## RECORDS TO USE
----

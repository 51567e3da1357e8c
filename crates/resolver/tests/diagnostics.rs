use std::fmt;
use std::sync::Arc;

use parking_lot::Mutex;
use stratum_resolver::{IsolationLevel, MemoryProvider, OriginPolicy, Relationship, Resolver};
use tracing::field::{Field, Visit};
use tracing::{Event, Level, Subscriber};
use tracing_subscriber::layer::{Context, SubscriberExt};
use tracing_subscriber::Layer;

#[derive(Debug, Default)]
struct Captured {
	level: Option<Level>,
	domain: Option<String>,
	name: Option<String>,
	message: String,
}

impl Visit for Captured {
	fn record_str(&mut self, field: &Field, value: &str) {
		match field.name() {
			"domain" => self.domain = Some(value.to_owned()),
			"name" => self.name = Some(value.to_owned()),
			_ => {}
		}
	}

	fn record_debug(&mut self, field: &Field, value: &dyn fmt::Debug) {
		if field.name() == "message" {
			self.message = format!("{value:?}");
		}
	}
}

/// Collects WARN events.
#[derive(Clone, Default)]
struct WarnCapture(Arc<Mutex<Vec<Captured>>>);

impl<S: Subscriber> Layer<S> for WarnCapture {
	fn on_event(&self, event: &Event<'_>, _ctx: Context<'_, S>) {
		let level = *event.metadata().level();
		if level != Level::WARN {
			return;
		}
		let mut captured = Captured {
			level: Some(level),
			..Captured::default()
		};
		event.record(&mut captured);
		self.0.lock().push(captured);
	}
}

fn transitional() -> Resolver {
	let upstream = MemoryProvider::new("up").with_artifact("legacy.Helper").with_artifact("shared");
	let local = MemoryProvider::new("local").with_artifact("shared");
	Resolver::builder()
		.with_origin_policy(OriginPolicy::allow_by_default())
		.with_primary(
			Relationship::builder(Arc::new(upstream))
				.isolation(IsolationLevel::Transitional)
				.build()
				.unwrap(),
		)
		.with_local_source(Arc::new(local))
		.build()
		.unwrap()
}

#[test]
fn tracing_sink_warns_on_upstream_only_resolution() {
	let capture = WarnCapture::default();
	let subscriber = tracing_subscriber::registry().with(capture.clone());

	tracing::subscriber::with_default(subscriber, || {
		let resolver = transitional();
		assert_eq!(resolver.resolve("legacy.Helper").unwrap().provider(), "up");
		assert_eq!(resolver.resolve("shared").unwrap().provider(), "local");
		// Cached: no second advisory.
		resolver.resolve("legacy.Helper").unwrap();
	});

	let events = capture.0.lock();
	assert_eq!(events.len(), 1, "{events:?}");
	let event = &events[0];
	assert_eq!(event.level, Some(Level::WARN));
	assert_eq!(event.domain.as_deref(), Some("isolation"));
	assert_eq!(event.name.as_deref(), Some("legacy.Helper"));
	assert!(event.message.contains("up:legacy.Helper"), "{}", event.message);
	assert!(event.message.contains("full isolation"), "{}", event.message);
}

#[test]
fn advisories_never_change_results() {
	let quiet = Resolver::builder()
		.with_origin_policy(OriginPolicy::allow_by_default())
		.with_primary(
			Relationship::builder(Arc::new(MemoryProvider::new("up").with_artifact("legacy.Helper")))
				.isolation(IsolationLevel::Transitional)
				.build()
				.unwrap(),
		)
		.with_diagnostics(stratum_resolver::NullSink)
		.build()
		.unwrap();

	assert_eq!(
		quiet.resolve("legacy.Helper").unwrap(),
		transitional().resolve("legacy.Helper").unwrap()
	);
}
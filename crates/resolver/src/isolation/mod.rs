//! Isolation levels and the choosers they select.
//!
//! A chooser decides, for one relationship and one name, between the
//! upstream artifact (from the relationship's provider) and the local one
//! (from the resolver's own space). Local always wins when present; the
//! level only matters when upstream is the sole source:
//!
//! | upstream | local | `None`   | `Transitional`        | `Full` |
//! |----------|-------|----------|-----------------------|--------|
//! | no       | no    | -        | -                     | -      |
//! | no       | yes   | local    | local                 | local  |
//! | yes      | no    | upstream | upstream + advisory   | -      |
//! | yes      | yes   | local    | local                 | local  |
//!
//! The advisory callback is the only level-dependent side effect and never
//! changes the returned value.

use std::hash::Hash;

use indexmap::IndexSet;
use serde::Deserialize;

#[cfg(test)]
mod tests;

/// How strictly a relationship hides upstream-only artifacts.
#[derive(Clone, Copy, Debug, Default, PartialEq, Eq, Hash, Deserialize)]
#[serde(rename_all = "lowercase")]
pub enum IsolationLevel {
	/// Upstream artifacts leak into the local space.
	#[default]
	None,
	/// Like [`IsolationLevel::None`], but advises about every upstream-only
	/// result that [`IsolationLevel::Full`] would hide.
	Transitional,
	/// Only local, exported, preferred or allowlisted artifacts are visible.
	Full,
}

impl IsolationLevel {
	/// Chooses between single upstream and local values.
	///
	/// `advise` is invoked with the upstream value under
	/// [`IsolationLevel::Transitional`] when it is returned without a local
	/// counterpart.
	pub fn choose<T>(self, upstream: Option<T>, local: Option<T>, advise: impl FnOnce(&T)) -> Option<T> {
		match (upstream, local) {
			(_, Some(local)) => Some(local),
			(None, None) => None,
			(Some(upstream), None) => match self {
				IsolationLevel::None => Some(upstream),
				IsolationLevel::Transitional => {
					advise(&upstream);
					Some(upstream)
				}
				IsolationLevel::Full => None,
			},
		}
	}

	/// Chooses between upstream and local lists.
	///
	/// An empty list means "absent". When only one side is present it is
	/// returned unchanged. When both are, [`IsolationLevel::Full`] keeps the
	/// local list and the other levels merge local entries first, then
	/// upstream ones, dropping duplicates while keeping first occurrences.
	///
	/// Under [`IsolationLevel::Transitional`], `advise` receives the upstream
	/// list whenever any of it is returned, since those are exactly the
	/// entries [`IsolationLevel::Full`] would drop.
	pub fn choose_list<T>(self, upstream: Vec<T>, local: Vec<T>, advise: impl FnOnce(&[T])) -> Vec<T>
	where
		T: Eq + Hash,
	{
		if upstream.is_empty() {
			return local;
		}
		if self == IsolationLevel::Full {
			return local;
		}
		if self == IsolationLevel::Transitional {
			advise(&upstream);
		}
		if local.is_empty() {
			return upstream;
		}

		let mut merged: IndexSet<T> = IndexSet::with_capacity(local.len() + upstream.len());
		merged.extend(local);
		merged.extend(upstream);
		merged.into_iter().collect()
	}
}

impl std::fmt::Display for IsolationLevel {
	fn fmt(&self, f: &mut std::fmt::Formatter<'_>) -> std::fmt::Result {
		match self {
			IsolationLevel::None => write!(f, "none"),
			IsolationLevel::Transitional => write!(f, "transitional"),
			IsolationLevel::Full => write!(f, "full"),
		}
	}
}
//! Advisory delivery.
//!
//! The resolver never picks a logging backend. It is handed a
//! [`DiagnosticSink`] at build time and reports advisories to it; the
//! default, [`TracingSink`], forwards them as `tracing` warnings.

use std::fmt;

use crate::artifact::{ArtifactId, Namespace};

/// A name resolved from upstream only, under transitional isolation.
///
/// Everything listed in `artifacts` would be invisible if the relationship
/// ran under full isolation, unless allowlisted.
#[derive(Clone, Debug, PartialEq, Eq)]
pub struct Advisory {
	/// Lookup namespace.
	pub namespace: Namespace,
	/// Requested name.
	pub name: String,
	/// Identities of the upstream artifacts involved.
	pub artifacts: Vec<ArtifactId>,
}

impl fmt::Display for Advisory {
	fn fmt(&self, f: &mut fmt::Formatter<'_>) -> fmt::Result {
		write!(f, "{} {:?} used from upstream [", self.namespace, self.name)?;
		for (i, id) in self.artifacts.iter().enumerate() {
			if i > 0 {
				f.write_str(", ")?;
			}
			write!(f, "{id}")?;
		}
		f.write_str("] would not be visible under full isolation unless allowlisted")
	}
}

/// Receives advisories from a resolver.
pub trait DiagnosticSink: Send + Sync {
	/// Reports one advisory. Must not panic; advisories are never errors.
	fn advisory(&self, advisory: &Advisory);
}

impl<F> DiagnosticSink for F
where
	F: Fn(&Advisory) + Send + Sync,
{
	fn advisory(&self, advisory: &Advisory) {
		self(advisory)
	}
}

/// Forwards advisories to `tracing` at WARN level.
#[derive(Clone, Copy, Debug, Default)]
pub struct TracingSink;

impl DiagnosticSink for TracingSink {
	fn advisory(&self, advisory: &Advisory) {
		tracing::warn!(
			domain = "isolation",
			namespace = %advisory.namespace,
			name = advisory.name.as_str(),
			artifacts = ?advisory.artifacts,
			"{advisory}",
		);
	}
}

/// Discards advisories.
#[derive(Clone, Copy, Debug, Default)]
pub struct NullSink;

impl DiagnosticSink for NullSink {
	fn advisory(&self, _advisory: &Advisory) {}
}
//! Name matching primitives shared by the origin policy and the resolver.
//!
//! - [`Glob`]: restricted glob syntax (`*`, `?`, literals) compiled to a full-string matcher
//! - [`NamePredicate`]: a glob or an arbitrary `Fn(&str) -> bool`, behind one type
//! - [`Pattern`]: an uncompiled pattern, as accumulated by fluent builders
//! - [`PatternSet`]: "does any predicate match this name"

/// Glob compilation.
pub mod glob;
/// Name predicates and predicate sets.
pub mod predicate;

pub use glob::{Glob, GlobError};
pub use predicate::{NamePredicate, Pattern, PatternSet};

----

## ASSIGNMENT
Your answer should consist of the lines of the listing that contain "DiagnosticSink", copied as they stand.

## TASK SOLUTION
//! [`DiagnosticSink`] at build time and reports advisories to it; the
pub trait DiagnosticSink: Send + Sync {
impl<F> DiagnosticSink for F
impl DiagnosticSink for TracingSink {
impl DiagnosticSink for NullSink {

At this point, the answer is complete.